* **THE PROBLEM**: Below are some records. How many of their lines contain the string "messages"? Give the number only.

* **EXERCISE MATERIAL**:
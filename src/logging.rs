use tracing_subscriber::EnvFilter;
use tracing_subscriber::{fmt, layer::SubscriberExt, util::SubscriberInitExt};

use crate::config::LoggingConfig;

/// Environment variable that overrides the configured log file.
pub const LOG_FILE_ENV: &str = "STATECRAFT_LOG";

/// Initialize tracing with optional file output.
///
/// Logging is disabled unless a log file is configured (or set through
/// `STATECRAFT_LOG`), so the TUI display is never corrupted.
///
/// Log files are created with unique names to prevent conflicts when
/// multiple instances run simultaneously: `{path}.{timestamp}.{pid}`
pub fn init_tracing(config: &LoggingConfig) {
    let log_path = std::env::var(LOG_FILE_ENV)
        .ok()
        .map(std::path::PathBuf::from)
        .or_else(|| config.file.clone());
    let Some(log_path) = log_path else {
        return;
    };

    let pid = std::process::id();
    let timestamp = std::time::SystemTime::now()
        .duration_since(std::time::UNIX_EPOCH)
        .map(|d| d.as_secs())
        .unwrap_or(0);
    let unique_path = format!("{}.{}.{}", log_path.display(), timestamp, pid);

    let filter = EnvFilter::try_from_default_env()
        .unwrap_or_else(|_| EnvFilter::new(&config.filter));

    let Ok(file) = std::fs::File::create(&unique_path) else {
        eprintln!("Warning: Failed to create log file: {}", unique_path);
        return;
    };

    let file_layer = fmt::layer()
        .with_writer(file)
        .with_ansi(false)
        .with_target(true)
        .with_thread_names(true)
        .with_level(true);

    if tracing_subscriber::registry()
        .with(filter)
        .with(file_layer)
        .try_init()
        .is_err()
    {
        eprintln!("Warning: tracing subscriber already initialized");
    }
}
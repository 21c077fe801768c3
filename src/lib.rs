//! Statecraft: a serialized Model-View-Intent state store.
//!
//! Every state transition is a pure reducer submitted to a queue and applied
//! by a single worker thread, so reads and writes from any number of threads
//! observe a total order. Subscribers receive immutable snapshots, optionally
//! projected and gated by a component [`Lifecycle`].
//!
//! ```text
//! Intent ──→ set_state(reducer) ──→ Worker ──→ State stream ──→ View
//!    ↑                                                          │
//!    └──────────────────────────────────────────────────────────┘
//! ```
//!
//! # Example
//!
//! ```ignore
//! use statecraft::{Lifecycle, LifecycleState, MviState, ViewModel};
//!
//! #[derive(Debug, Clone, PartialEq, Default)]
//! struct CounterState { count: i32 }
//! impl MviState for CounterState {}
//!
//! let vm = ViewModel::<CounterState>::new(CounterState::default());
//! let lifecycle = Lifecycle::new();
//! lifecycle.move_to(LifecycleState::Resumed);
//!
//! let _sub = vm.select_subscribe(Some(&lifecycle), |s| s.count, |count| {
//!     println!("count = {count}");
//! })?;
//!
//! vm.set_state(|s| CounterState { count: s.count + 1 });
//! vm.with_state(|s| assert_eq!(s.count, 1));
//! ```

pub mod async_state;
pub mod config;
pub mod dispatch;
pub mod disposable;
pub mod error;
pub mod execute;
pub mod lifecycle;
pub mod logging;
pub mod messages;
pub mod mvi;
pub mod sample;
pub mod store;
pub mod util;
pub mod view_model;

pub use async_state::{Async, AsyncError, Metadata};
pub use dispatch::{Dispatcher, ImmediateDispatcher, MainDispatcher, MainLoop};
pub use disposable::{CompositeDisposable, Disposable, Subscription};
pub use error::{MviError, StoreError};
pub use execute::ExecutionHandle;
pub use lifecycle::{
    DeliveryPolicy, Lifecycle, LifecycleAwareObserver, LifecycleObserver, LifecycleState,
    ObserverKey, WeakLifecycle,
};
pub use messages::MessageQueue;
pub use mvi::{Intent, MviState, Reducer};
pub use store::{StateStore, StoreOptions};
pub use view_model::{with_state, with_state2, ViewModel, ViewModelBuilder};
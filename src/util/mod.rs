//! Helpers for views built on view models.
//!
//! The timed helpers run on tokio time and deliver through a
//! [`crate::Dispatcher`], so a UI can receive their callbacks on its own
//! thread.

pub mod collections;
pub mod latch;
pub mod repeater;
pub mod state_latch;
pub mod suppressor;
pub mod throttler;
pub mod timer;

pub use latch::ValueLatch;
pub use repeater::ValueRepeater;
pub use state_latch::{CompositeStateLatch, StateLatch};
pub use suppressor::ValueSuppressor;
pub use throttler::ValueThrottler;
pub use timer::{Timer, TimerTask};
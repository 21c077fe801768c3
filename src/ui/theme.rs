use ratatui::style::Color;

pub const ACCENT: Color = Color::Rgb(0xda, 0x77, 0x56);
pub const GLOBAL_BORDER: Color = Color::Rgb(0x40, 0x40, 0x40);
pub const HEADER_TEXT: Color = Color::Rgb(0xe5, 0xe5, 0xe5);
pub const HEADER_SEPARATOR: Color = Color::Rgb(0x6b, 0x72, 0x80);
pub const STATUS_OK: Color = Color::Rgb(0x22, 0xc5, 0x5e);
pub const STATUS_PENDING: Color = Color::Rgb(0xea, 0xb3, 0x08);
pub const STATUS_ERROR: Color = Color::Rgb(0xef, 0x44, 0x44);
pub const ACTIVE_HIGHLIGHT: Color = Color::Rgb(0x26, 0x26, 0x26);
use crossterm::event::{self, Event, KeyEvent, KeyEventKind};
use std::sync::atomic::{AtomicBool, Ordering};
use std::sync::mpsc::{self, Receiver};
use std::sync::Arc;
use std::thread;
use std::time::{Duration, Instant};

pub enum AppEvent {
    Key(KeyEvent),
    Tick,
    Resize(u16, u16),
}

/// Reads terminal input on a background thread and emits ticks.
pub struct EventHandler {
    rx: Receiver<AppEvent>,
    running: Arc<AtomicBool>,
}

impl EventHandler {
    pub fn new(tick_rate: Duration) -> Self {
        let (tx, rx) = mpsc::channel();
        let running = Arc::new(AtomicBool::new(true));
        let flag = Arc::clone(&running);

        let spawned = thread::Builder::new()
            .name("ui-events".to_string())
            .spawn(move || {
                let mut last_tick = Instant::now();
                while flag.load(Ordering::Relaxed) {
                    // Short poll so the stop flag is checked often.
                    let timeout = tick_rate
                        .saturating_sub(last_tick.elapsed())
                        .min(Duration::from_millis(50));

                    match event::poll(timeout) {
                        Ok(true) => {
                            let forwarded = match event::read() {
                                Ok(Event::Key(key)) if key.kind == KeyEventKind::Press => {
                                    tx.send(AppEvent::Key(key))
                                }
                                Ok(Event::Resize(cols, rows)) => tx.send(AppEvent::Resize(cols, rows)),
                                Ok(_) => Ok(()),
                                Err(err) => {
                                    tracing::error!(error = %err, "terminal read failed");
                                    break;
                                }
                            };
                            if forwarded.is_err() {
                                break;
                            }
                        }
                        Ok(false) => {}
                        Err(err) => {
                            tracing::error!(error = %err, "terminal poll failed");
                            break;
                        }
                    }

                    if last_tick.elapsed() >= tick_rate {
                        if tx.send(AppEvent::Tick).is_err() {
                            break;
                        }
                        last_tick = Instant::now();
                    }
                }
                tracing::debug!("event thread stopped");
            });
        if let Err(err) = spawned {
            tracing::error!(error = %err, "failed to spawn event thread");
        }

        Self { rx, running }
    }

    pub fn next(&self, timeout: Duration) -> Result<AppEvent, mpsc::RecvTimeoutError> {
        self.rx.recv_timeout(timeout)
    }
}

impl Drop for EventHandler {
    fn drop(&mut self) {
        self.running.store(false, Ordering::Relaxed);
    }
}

* **ANSWER TO THE EXERCISE**: 2